Wednesday, December 16, 2009

Twelve Angry Men, and the unreliability of eyewitness testimony

The assignment: Watch the movie "Twelve Angry Men" and talk about the unreliability of eyewitness testimony, citing specific examples


Eliyahu N Kassorla
Twelve Angry Men

The right to a jury trial is guaranteed in the sixth amendment. The framers believed that the right was so valuable that there needed to be a guarantee against its infringement. Eyewitness testimony, however, is much older than that. In our modern time, far too much reliability is entrusted with eyewitness accounts and their accuracy, and we are far too trusting of a jury of our peers.
Eyewitness testimony is very powerful.

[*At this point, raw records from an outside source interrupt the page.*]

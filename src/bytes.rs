//! Utilities for decoding from and encoding into bytes.
//!
//! This module defines zero-copy (de)serialization traits, [`ToBytes`] and [`FromBytes`], as well
//! as the helper structs [`ByteWriter`] and [`ByteReader`], which wrap a `&mut [u8]` or `&[u8]`
//! and offer useful utilities to read and write values.
//!
//! All types that end up getting transmitted over the air implement [`ToBytes`] and
//! [`FromBytes`]: the ATT PDUs in `att::pdus`, handles, and UUIDs.
//!
//! [`ToBytes`]: trait.ToBytes.html
//! [`FromBytes`]: trait.FromBytes.html
//! [`ByteWriter`]: struct.ByteWriter.html
//! [`ByteReader`]: struct.ByteReader.html

use crate::Error;
use std::{cmp, mem};

/// Wrapper around a byte slice that can be used to encode data into bytes.
///
/// All `write_*` methods on this type will return `Error::Eof` when the underlying buffer slice is
/// full.
pub struct ByteWriter<'a>(&'a mut [u8]);

impl<'a> ByteWriter<'a> {
    /// Creates a writer that will write to `buf`.
    pub fn new(buf: &'a mut [u8]) -> Self {
        ByteWriter(buf)
    }

    /// Splits off the next byte in the buffer.
    ///
    /// The writer will be advanced to point to the rest of the underlying buffer.
    ///
    /// This allows filling in the value of the byte later, after writing more data.
    pub fn split_next_mut(&mut self) -> Option<&'a mut u8> {
        let this = mem::replace(&mut self.0, &mut []);
        // Slight contortion to please the borrow checker:
        if this.is_empty() {
            self.0 = this;
            None
        } else {
            let (first, rest) = this.split_first_mut().unwrap();
            self.0 = rest;
            Some(first)
        }
    }

    /// Returns the number of bytes that can be written to `self` until it is full.
    pub fn space_left(&self) -> usize {
        self.0.len()
    }

    /// Writes all bytes from `other` to `self`.
    ///
    /// Returns `Error::Eof` when `self` does not have enough space left to fit `other`. In that
    /// case, `self` will not be modified.
    pub fn write_slice(&mut self, other: &[u8]) -> Result<(), Error> {
        if self.space_left() < other.len() {
            Err(Error::Eof)
        } else {
            self.0[..other.len()].copy_from_slice(other);
            let this = mem::replace(&mut self.0, &mut []);
            self.0 = &mut this[other.len()..];
            Ok(())
        }
    }

    /// Writes as many bytes as can fit from `other` into `self`.
    ///
    /// Returns the number of bytes written.
    pub fn write_slice_truncate(&mut self, other: &[u8]) -> usize {
        let num = cmp::min(self.space_left(), other.len());
        let other = &other[..num];
        self.write_slice(other).unwrap();
        num
    }

    /// Writes a single byte to `self`.
    ///
    /// Returns `Error::Eof` when no space is left.
    pub fn write_u8(&mut self, byte: u8) -> Result<(), Error> {
        let first = self.split_next_mut().ok_or(Error::Eof)?;
        *first = byte;
        Ok(())
    }

    /// Writes a `u16` to `self`, using Little Endian byte order.
    ///
    /// If `self` does not have enough space left, an error will be returned and no bytes will be
    /// written to `self`.
    pub fn write_u16_le(&mut self, value: u16) -> Result<(), Error> {
        self.write_slice(&value.to_le_bytes())
    }
}

/// Allows reading values from a borrowed byte slice.
pub struct ByteReader<'a>(&'a [u8]);

impl<'a> ByteReader<'a> {
    /// Creates a new `ByteReader` that will read from the given byte slice.
    pub fn new(bytes: &'a [u8]) -> Self {
        ByteReader(bytes)
    }

    /// Returns the number of bytes that can still be read from `self`.
    pub fn bytes_left(&self) -> usize {
        self.0.len()
    }

    /// Reads a byte slice of length `len` from `self`.
    ///
    /// If `self` contains less than `len` bytes, `Error::Eof` will be returned and `self` will not
    /// be modified.
    pub fn read_slice(&mut self, len: usize) -> Result<&'a [u8], Error> {
        if self.bytes_left() < len {
            Err(Error::Eof)
        } else {
            let slice = &self.0[..len];
            self.0 = &self.0[len..];
            Ok(slice)
        }
    }

    /// Reads a byte-array-like type `S` from `self`.
    ///
    /// `S` must implement `Default` and `AsMut<[u8]>`, which allows using small arrays up to 32
    /// bytes as well as datastructures from `alloc` (eg. `Box<[u8]>` or `Vec<u8>`).
    pub fn read_array<S>(&mut self) -> Result<S, Error>
    where
        S: Default + AsMut<[u8]>,
    {
        let mut buf = S::default();
        let slice = buf.as_mut();
        if self.bytes_left() < slice.len() {
            return Err(Error::Eof);
        }

        slice.copy_from_slice(&self.0[..slice.len()]);
        self.0 = &self.0[slice.len()..];
        Ok(buf)
    }

    /// Reads the remaining bytes from `self`.
    pub fn read_rest(&mut self) -> &'a [u8] {
        let rest = self.0;
        self.0 = &[];
        rest
    }

    /// Reads a single byte from `self`.
    ///
    /// Returns `Error::Eof` when `self` is empty.
    pub fn read_u8(&mut self) -> Result<u8, Error> {
        Ok(self.read_array::<[u8; 1]>()?[0])
    }

    /// Reads a `u16` from `self`, using Little Endian byte order.
    pub fn read_u16_le(&mut self) -> Result<u16, Error> {
        let arr = self.read_array::<[u8; 2]>()?;
        Ok(u16::from_le_bytes(arr))
    }
}

/// Trait for encoding a value into a byte buffer.
pub trait ToBytes {
    /// Converts `self` to bytes and writes them into `writer`, advancing `writer` to point past the
    /// encoded value.
    ///
    /// If `writer` does not contain enough space, an error will be returned and the state of the
    /// buffer is unspecified (eg. `self` may be partially written into `writer`).
    fn to_bytes(&self, writer: &mut ByteWriter<'_>) -> Result<(), Error>;
}

/// Trait for decoding values from a byte slice.
pub trait FromBytes<'a>: Sized {
    /// Decode a `Self` from a byte slice, advancing `bytes` to point past the data that was read.
    ///
    /// If `bytes` contains data not valid for the target type, or contains an insufficient number
    /// of bytes, an error will be returned and the state of `bytes` is unspecified (it can point to
    /// arbitrary data).
    fn from_bytes(bytes: &mut ByteReader<'a>) -> Result<Self, Error>;
}

impl<T: ToBytes> ToBytes for [T] {
    fn to_bytes(&self, writer: &mut ByteWriter<'_>) -> Result<(), Error> {
        for t in self {
            t.to_bytes(writer)?;
        }
        Ok(())
    }
}

impl<'a> ToBytes for &'a [u8] {
    fn to_bytes(&self, writer: &mut ByteWriter<'_>) -> Result<(), Error> {
        writer.write_slice(*self)
    }
}

impl<'a> FromBytes<'a> for &'a [u8] {
    fn from_bytes(bytes: &mut ByteReader<'a>) -> Result<Self, Error> {
        Ok(bytes.read_rest())
    }
}

impl<'a> FromBytes<'a> for u8 {
    fn from_bytes(bytes: &mut ByteReader<'a>) -> Result<Self, Error> {
        bytes.read_u8()
    }
}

In many cases eyewitness testimony is often the deciding factor. Juries and judges alike are far too quick to accept an eyewitness at face value. Eyewitnesses may have ulterior motives such as immunity from prosecution if they are involved, for example. They may also have either indirectly witnessed an event and later “filled-in” the details using cognitive heuristics or utilized the constructive nature of memory to add details. Mental heuristics may have filled in large blocks of details, which the brain uses for filling in information.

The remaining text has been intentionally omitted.